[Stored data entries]
BEGIN

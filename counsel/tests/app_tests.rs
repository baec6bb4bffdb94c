use chrono::FixedOffset;
use counsel::cli::Command;
use counsel::App;
use counsel_api::{ApiError, Client};
use counsel_auth::{AuthManager, Credentials, TokenStore};
use serde_json::json;
use uuid::Uuid;
use wiremock::matchers::{header, method, path, query_param};
use wiremock::{Mock, MockServer, ResponseTemplate};

fn test_app(server: &MockServer, dir: &tempfile::TempDir) -> App {
    let client = Client::new(&server.uri()).unwrap();
    let store = TokenStore::at(dir.path().join("token.json")).unwrap();
    App::new(AuthManager::new(client, Credentials::new(store)))
        .with_offset(FixedOffset::east_opt(0).unwrap())
}

async fn run(app: &App, command: Command) -> anyhow::Result<String> {
    let mut out = Vec::new();
    app.run(command, &mut out).await?;
    Ok(String::from_utf8(out).unwrap())
}

fn lawyer(id: u128, name: &str, vip: bool, rank: Option<u32>) -> serde_json::Value {
    json!({
        "id": Uuid::from_u128(id),
        "fullName": name,
        "specialties": ["Family"],
        "city": "Hanoi",
        "rating": 4.5,
        "reviewCount": 10,
        "yearsOfExperience": 3,
        "hourlyRate": 1500000,
        "isVip": vip,
        "vipRank": rank,
        "avatarUrl": null,
        "bio": null
    })
}

async fn login(server: &MockServer, app: &App) {
    Mock::given(method("POST"))
        .and(path("/auth/login"))
        .respond_with(ResponseTemplate::new(201).set_body_json(json!({
            "accessToken": "tok",
            "user": {
                "id": Uuid::from_u128(100),
                "email": "client@example.com",
                "fullName": "Vo Thi E",
                "role": "client",
                "avatarUrl": null,
                "phone": null
            }
        })))
        .mount(server)
        .await;

    let output = run(
        app,
        Command::Login {
            email: "client@example.com".to_string(),
            password: "pw".to_string(),
        },
    )
    .await
    .unwrap();
    assert_eq!(output, "Logged in as Vo Thi E (client)\n");
}

#[tokio::test]
async fn vip_listing_is_in_featured_order() {
    let server = MockServer::start().await;
    let dir = tempfile::tempdir().unwrap();
    Mock::given(method("GET"))
        .and(path("/lawyers"))
        .and(query_param("vipOnly", "true"))
        .respond_with(ResponseTemplate::new(200).set_body_json(json!({
            "items": [
                lawyer(1, "Second", true, Some(2)),
                lawyer(2, "Regular", false, None),
                lawyer(3, "First", true, Some(1))
            ],
            "total": 3,
            "page": 1,
            "limit": 20
        })))
        .mount(&server)
        .await;

    let app = test_app(&server, &dir);
    let output = run(
        &app,
        Command::Lawyers {
            city: None,
            specialty: None,
            search: None,
            vip: true,
            page: 1,
            limit: 20,
        },
    )
    .await
    .unwrap();

    let lines: Vec<&str> = output.lines().collect();
    assert_eq!(lines.len(), 3);
    assert!(lines[0].contains("First [VIP]"));
    assert!(lines[1].contains("Second [VIP]"));
    assert!(lines[0].contains("1,500,000/h"));
    assert_eq!(lines[2], "Page 1 (2 of 3 lawyers)");
}

#[tokio::test]
async fn schedule_is_grouped_by_day() {
    let server = MockServer::start().await;
    let dir = tempfile::tempdir().unwrap();
    let lawyer_id = Uuid::from_u128(7);
    Mock::given(method("GET"))
        .and(path(format!("/lawyers/{}/schedule", lawyer_id)))
        .respond_with(ResponseTemplate::new(200).set_body_json(json!([
            {
                "id": Uuid::from_u128(2),
                "lawyerId": lawyer_id,
                "startAt": "2024-05-02T09:00:00Z",
                "endAt": "2024-05-02T10:00:00Z",
                "isBooked": false
            },
            {
                "id": Uuid::from_u128(1),
                "lawyerId": lawyer_id,
                "startAt": "2024-05-01T14:00:00Z",
                "endAt": "2024-05-01T15:00:00Z",
                "isBooked": true
            }
        ])))
        .mount(&server)
        .await;

    let app = test_app(&server, &dir);
    let output = run(
        &app,
        Command::Schedule {
            lawyer_id,
            available: false,
        },
    )
    .await
    .unwrap();

    let lines: Vec<&str> = output.lines().collect();
    assert_eq!(lines[0], "Wed 01 May 2024");
    assert!(lines[1].starts_with("  14:00-15:00  booked"));
    assert_eq!(lines[2], "Thu 02 May 2024");
    assert!(lines[3].starts_with("  09:00-10:00  free"));

    let output = run(
        &app,
        Command::Schedule {
            lawyer_id,
            available: true,
        },
    )
    .await
    .unwrap();
    assert!(!output.contains("booked"));
}

#[tokio::test]
async fn whoami_requires_login() {
    let server = MockServer::start().await;
    let dir = tempfile::tempdir().unwrap();
    let app = test_app(&server, &dir);

    let err = run(&app, Command::Whoami).await.unwrap_err();
    let api = err.downcast_ref::<ApiError>().unwrap();
    assert_eq!(api.code(), 401);
    assert!(server.received_requests().await.unwrap().is_empty());
}

#[tokio::test]
async fn consult_after_login_uses_token() {
    let server = MockServer::start().await;
    let dir = tempfile::tempdir().unwrap();
    let app = test_app(&server, &dir);
    login(&server, &app).await;

    let consultation_id = Uuid::from_u128(55);
    Mock::given(method("POST"))
        .and(path("/consultations"))
        .and(header("authorization", "Bearer tok"))
        .respond_with(ResponseTemplate::new(201).set_body_json(json!({
            "id": consultation_id,
            "lawyerId": Uuid::from_u128(3),
            "clientId": Uuid::from_u128(100),
            "slotId": null,
            "serviceId": null,
            "topic": "Inheritance",
            "description": null,
            "status": "pending",
            "createdAt": "2024-05-01T08:00:00Z"
        })))
        .expect(1)
        .mount(&server)
        .await;

    let output = run(
        &app,
        Command::Consult {
            lawyer_id: Uuid::from_u128(3),
            topic: "Inheritance".to_string(),
            slot: None,
            service: None,
            description: None,
        },
    )
    .await
    .unwrap();
    assert_eq!(
        output,
        format!("Requested {}  pending  2024-05-01  Inheritance\n", consultation_id)
    );
}

#[tokio::test]
async fn rejected_token_logs_the_user_out() {
    let server = MockServer::start().await;
    let dir = tempfile::tempdir().unwrap();
    let app = test_app(&server, &dir);
    login(&server, &app).await;

    Mock::given(method("GET"))
        .and(path("/consultations/me"))
        .respond_with(ResponseTemplate::new(401).set_body_json(json!({
            "statusCode": 401,
            "message": "jwt expired"
        })))
        .mount(&server)
        .await;

    let err = run(&app, Command::Consultations { status: None })
        .await
        .unwrap_err();
    assert_eq!(err.downcast_ref::<ApiError>().unwrap().message(), "jwt expired");
    assert!(app.auth().session().is_expired());
    assert!(!app.auth().is_logged_in());
}

#[tokio::test]
async fn add_slot_rejects_inverted_range() {
    let server = MockServer::start().await;
    let dir = tempfile::tempdir().unwrap();
    let app = test_app(&server, &dir);

    let err = run(
        &app,
        Command::AddSlot {
            start: "2024-05-01T10:00:00Z".parse().unwrap(),
            end: "2024-05-01T09:00:00Z".parse().unwrap(),
        },
    )
    .await
    .unwrap_err();
    assert!(err.to_string().contains("end after it starts"));
}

END

* [The task]:
Each line of the entries that holds "pending" should be counted, and only the total given.

* [Exercise response]:
2